Ну так почему бы не связаться с ними? За время его пребывания в плену угроза Второго Апокалипсиса не уменьшилась. И Сны — они терзали его так же, как раньше…
«Потому, что я больше — не один из них».
Да, он свирепо оборонял Гнозис — вплоть до того, что пожертвовал Ксинемом! — но при этом отрекся от Завета. Ахкеймион вдруг осознал, что отвернулся от собратьев по школе еще до того, как Багряные Шпили похитили его. И все ради Келлхуса…
«Я собирался обучить его Гнозису».
От одной этой мысли у Ахкеймиона перехватило дух. Он вспомнил, что внутри этих стен его ждет нечто большее, чем Эсменет. Давние тайны, окружающие Майтанета. Угроза, исходящая от Консульта и его шпионов-оборотней. Обещание и загадка Анасуримбора Келлхуса. Предвестия Второго Апокалипсиса!
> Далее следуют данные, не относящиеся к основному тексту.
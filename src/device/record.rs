//! Per-device state aggregate.
//!
//! A [`DeviceRecord`] carries everything the daemon knows about one
//! peripheral: identity, lifecycle flags, the UUID → object-path
//! characteristic index and the live signal-watch handle. All of it
//! sits behind a single mutex held only for field access; callers must
//! never keep it across a bus call. Getters return copies, and
//! multi-field reads go through [`DeviceRecord::snapshot`].

use std::collections::HashMap;

use parking_lot::Mutex;

use crate::signals::WatchHandle;

/// Mutable state of one device, all behind the record lock.
#[derive(Default)]
struct RecordState {
    object_path: String,
    name: String,
    discovered: bool,
    connected: bool,
    paired: bool,
    trusted: bool,
    rssi: Option<i16>,
    characteristics: HashMap<String, String>,
    watch: Option<WatchHandle>,
}

/// A point-in-time copy of a record's fields, taken under one lock hold.
#[derive(Debug, Clone, PartialEq, Eq)]
pub struct DeviceSnapshot {
    pub mac: String,
    pub object_path: String,
    pub name: String,
    pub discovered: bool,
    pub connected: bool,
    pub paired: bool,
    pub trusted: bool,
    pub characteristics: HashMap<String, String>,
}

/// One tracked peripheral, keyed by its canonical MAC.
pub struct DeviceRecord {
    mac: String,
    state: Mutex<RecordState>,
}

impl DeviceRecord {
    pub fn new(mac: impl Into<String>) -> Self {
        Self {
            mac: mac.into(),
            state: Mutex::new(RecordState::default()),
        }
    }

    /// The immutable primary key.
    pub fn mac(&self) -> &str {
        &self.mac
    }

    pub fn object_path(&self) -> String {
        self.state.lock().object_path.clone()
    }

    pub fn set_object_path(&self, path: impl Into<String>) {
        self.state.lock().object_path = path.into();
    }

    pub fn name(&self) -> String {
        self.state.lock().name.clone()
    }

    pub fn set_name(&self, name: impl Into<String>) {
        self.state.lock().name = name.into();
    }

    pub fn discovered(&self) -> bool {
        self.state.lock().discovered
    }

    /// Returns true when the flag actually changed.
    pub fn set_discovered(&self, discovered: bool) -> bool {
        let mut state = self.state.lock();
        let changed = state.discovered != discovered;
        state.discovered = discovered;
        changed
    }

    pub fn connected(&self) -> bool {
        self.state.lock().connected
    }

    /// Returns true when the flag actually changed. Dropping to
    /// disconnected clears the characteristic index: paths under a dead
    /// connection are meaningless.
    pub fn set_connected(&self, connected: bool) -> bool {
        let mut state = self.state.lock();
        let changed = state.connected != connected;
        state.connected = connected;
        if !connected {
            state.characteristics.clear();
        }
        changed
    }

    pub fn paired(&self) -> bool {
        self.state.lock().paired
    }

    /// Returns true when the flag actually changed. A device can only
    /// be paired to an object we can see, so pairing implies discovery.
    pub fn set_paired(&self, paired: bool) -> bool {
        let mut state = self.state.lock();
        let changed = state.paired != paired;
        state.paired = paired;
        if paired {
            state.discovered = true;
        }
        changed
    }

    pub fn trusted(&self) -> bool {
        self.state.lock().trusted
    }

    /// Returns true when the flag actually changed.
    pub fn set_trusted(&self, trusted: bool) -> bool {
        let mut state = self.state.lock();
        let changed = state.trusted != trusted;
        state.trusted = trusted;
        changed
    }

    pub fn rssi(&self) -> Option<i16> {
        self.state.lock().rssi
    }

    pub fn set_rssi(&self, rssi: i16) {
        self.state.lock().rssi = Some(rssi);
    }

    pub fn characteristics(&self) -> HashMap<String, String> {
        self.state.lock().characteristics.clone()
    }

    /// Resolve a characteristic UUID to its object path.
    pub fn characteristic_path(&self, uuid: &str) -> Option<String> {
        self.state.lock().characteristics.get(uuid).cloned()
    }

    /// Replace the characteristic index wholesale (service resolution).
    pub fn set_characteristics(&self, table: HashMap<String, String>) {
        self.state.lock().characteristics = table;
    }

    /// Attach one characteristic; an existing UUID is overwritten.
    pub fn insert_characteristic(&self, uuid: impl Into<String>, path: impl Into<String>) {
        self.state
            .lock()
            .characteristics
            .insert(uuid.into(), path.into());
    }

    pub fn clear_characteristics(&self) {
        self.state.lock().characteristics.clear();
    }

    /// Whether a live PropertiesChanged subscription is installed.
    pub fn has_watch(&self) -> bool {
        self.state.lock().watch.is_some()
    }

    /// Install or drop the signal subscription. The previous handle (if
    /// any) aborts its task on drop, after the lock is released.
    pub fn set_watch(&self, watch: Option<WatchHandle>) {
        let previous = {
            let mut state = self.state.lock();
            std::mem::replace(&mut state.watch, watch)
        };
        drop(previous);
    }

    /// The object vanished from the bus: forget everything tied to its
    /// path in one lock hold, so no observer sees a half-reset record.
    pub fn reset_presence(&self) {
        let previous = {
            let mut state = self.state.lock();
            state.discovered = false;
            state.connected = false;
            state.paired = false;
            state.characteristics.clear();
            state.object_path.clear();
            state.rssi = None;
            state.watch.take()
        };
        drop(previous);
    }

    /// Copy every field out under a single lock hold.
    pub fn snapshot(&self) -> DeviceSnapshot {
        let state = self.state.lock();
        DeviceSnapshot {
            mac: self.mac.clone(),
            object_path: state.object_path.clone(),
            name: state.name.clone(),
            discovered: state.discovered,
            connected: state.connected,
            paired: state.paired,
            trusted: state.trusted,
            characteristics: state.characteristics.clone(),
        }
    }
}

impl std::fmt::Debug for DeviceRecord {
    fn fmt(&self, f: &mut std::fmt::Formatter<'_>) -> std::fmt::Result {
        let state = self.state.lock();
        f.debug_struct("DeviceRecord")
            .field("mac", &self.mac)
            .field("object_path", &state.object_path)
            .field("name", &state.name)
            .field("discovered", &state.discovered)
            .field("connected", &state.connected)
            .field("paired", &state.paired)
            .field("trusted", &state.trusted)
            .field("characteristics", &state.characteristics.len())
            .field("watched", &state.watch.is_some())
            .finish()
    }
}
Но хотя по коже побежали мурашки, что-то в нем упрямилось, что-то старое и бессердечное, словно крокодил. «Да в гробу я видел эти тайны! — подумалось Ахкеймиону. — Пускай хоть весь мир вокруг летит в тартарары!» Ибо он — Друз Ахкеймион, такой же мужчина, как и все прочие, и у него есть его возлюбленная, его жена — его Эсменет. Все остальное казалось ребячеством, подобно строкам в зачитанной книге.
«Я знаю, что ты жива. Я знаю!»
В конце концов их небольшой отряд остановился перед безликими стенами какой-то усадьбы. Ахкеймион, стоя рядом с Ксинемом, наблюдал, как двое нумайньерских рыцарей спорят со стражниками, охраняющими ворота. Услышав голос друга, он повернулся в его сторону.
— Акка, — сказал Ксинем, хмуря брови в своей странной, безглазой манере. — Когда мы шли через тени…
Маршал заколебался, и на миг Ахкеймион испугался яростного потока взаимных упреков. До Иотии сама идея о том, что можно прибегнуть к колдовству, чтобы проскользнуть мимо врагов, была бы немыслима для Ксинема. И однако же он согласился, когда Ахкеймион предложил этот вариант в Джокте — согласился неохотно, но без единого слова жалобы. Может, теперь он раскаивается? Или его, как и самого Ахкеймиона, одолевают заботы?
— Я слеп, — продолжал Ксинем. — Слеп, как самый настоящий слепец, Акка! И все же я видел их… Кишаурим. Я видел, как они смотрят!
Ахкеймион поджал губы. Его встревожил страх, смешанный с надеждой, в голосе маршала.
— Ты действительно видел, — осторожно подбирая слова, ответил он, — в некотором роде… Существует много способов видеть. И все мы обладаем глазами, что никогда не прорастали сквозь кожу. Люди ошибаются, думая, что между слепотой и зрячестью нет промежутков.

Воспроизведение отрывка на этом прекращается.